In the entries that follow, the first line to write out is the one containing "repository 6b8fd5cbbcc3e7b9", and the last is the one containing "is retried with". Reproduce that stretch exactly, with nothing before or after it.

══ INPUT DATA ══

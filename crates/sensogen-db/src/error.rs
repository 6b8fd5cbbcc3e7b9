//! Error types and failure taxonomy for the data layer.
//!
//! Every storage failure is classified into one of three [`FailureKind`]s,
//! which drive the writer's behavior: transient contention is retried with
//! backoff, corruption triggers quarantine-and-recreate, and everything
//! else (disk full, permissions, I/O) is fatal and stops the process.

// SQLite primary result codes relevant to classification. The extended
// code's low byte is the primary code.
const SQLITE_PERM: i64 = 3;
const SQLITE_BUSY: i64 = 5;
const SQLITE_LOCKED: i64 = 6;
const SQLITE_READONLY: i64 = 8;
const SQLITE_IOERR: i64 = 10;
const SQLITE_CORRUPT: i64 = 11;
const SQLITE_FULL: i64 = 13;
const SQLITE_NOTADB: i64 = 26;

/// How a storage failure should be handled.
#[derive(Debug, Clone, Copy, PartialEq, Eq)]
pub enum FailureKind {
    /// Lock/busy contention: retry locally with backoff.
    Transient,
    /// Format/integrity damage: quarantine the file and recreate.
    Corrupt,
    /// Not locally recoverable (disk full, permissions, I/O): stop.
    Fatal,
}

/// Errors that can occur in the data layer.
#[derive(Debug, thiserror::Error)]
pub enum DbError {
    /// An SQLite operation failed.
    #[error("SQLite error: {0}")]
    Sqlite(#[from] sqlx::Error),

    /// A schema migration failed.
    #[error("SQLite migration error: {0}")]
    Migration(#[from] sqlx::migrate::MigrateError),

    /// A filesystem operation on the store files failed.
    #[error("store file error: {0}")]
    Io(#[from] std::io::Error),

    /// `PRAGMA integrity_check` reported damage.
    #[error("integrity check failed: {report}")]
    IntegrityCheck {
        /// The first line of the integrity report.
        report: String,
    },

    /// A configuration error.
    #[error("storage configuration error: {0}")]
    Config(String),
}

impl DbError {
    /// Classify this error for the writer's recovery logic.
    pub fn kind(&self) -> FailureKind {
        match self {
            Self::Sqlite(e) => classify_sqlx(e),
            Self::IntegrityCheck { .. } => FailureKind::Corrupt,
            Self::Migration(_) | Self::Io(_) | Self::Config(_) => FailureKind::Fatal,
        }
    }
}

/// Classify an [`sqlx::Error`] by its SQLite result code, falling back to
/// message matching for drivers that do not expose a numeric code.
fn classify_sqlx(error: &sqlx::Error) -> FailureKind {
    match error {
        sqlx::Error::Database(db) => {
            if let Some(code) = db.code().and_then(|c| c.parse::<i64>().ok()) {
                // The extended result code carries the primary code in its
                // low byte (e.g. 261 SQLITE_BUSY_RECOVERY -> 5).
                return classify_primary_code(code & 0xff);
            }
            classify_message(db.message())
        }
        sqlx::Error::PoolTimedOut => FailureKind::Transient,
        _ => FailureKind::Fatal,
    }
}

const fn classify_primary_code(code: i64) -> FailureKind {
    match code {
        SQLITE_BUSY | SQLITE_LOCKED => FailureKind::Transient,
        SQLITE_CORRUPT | SQLITE_NOTADB => FailureKind::Corrupt,
        SQLITE_PERM | SQLITE_READONLY | SQLITE_IOERR | SQLITE_FULL => FailureKind::Fatal,
        // Anything unrecognized is treated as fatal: never spin on the
        // unexpected.
        _ => FailureKind::Fatal,
    }
}

fn classify_message(message: &str) -> FailureKind {
    let lower = message.to_lowercase();
    if lower.contains("database is locked") || lower.contains("database table is locked") {
        FailureKind::Transient
    } else if lower.contains("malformed") || lower.contains("not a database") {
        FailureKind::Corrupt
    } else {
        FailureKind::Fatal
    }
}

/// Errors surfaced by a flush after local handling is exhausted.
#[derive(Debug, thiserror::Error)]
pub enum FlushError {
    /// Transient contention persisted through every retry attempt. The
    /// batch was NOT persisted and must be retained by the caller.
    #[error("flush retries exhausted after {attempts} attempts: {source}")]
    RetriesExhausted {
        /// Number of attempts made.
        attempts: u32,
        /// The last transient error observed.
        source: DbError,
    },

    /// Corruption was detected and the quarantine-and-recreate recovery
    /// itself failed.
    #[error("store corruption recovery failed: {source}")]
    RecoveryFailed {
        /// The error that defeated recovery.
        source: DbError,
    },

    /// A non-recoverable storage failure (disk full, permissions, I/O).
    #[error("fatal storage failure: {source}")]
    Fatal {
        /// The underlying error.
        source: DbError,
    },
}

#[cfg(test)]
#[allow(clippy::unwrap_used)]
mod tests {
    use super::*;

    #[test]
    fn primary_code_classification() {
        assert_eq!(classify_primary_code(SQLITE_BUSY), FailureKind::Transient);
        assert_eq!(classify_primary_code(SQLITE_LOCKED), FailureKind::Transient);
        assert_eq!(classify_primary_code(SQLITE_CORRUPT), FailureKind::Corrupt);
        assert_eq!(classify_primary_code(SQLITE_NOTADB), FailureKind::Corrupt);
        assert_eq!(classify_primary_code(SQLITE_FULL), FailureKind::Fatal);
        assert_eq!(classify_primary_code(SQLITE_PERM), FailureKind::Fatal);
        // Unknown codes default to fatal: never spin on the unexpected.
        assert_eq!(classify_primary_code(9999), FailureKind::Fatal);
    }

    #[test]
    fn extended_codes_reduce_to_primary() {
        // 261 = SQLITE_BUSY_RECOVERY, 523 = SQLITE_BUSY_SNAPSHOT.
        assert_eq!(classify_primary_code(261 & 0xff), FailureKind::Transient);
        assert_eq!(classify_primary_code(523 & 0xff), FailureKind::Transient);
    }

    #[test]
    fn message_fallback_classification() {
        assert_eq!(
            classify_message("database is locked"),
            FailureKind::Transient
        );
        assert_eq!(
            classify_message("database disk image is malformed"),
            FailureKind::Corrupt
        );
        assert_eq!(
            classify_message("file is not a database"),
            FailureKind::Corrupt
        );
        assert_eq!(
            classify_message("database or disk is full"),
            FailureKind::Fatal
        );
    }

    #[test]
    fn integrity_failure_is_corrupt() {
        let err = DbError::IntegrityCheck {
            report: String::from("row 7 missing from index"),
        };
        assert_eq!(err.kind(), FailureKind::Corrupt);
    }

    #[test]
    fn io_errors_are_fatal() {
        let err = DbError::Io(std::io::Error::other("disk on fire"));
        assert_eq!(err.kind(), FailureKind::Fatal);
    }
}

═══

### SOLUTION TO THIS PROBLEM
repository 6b8fd5cbbcc3e7b9
//! Error types and failure taxonomy for the data layer.
//!
//! Every storage failure is classified into one of three [`FailureKind`]s,
//! which drive the writer's behavior: transient contention is retried with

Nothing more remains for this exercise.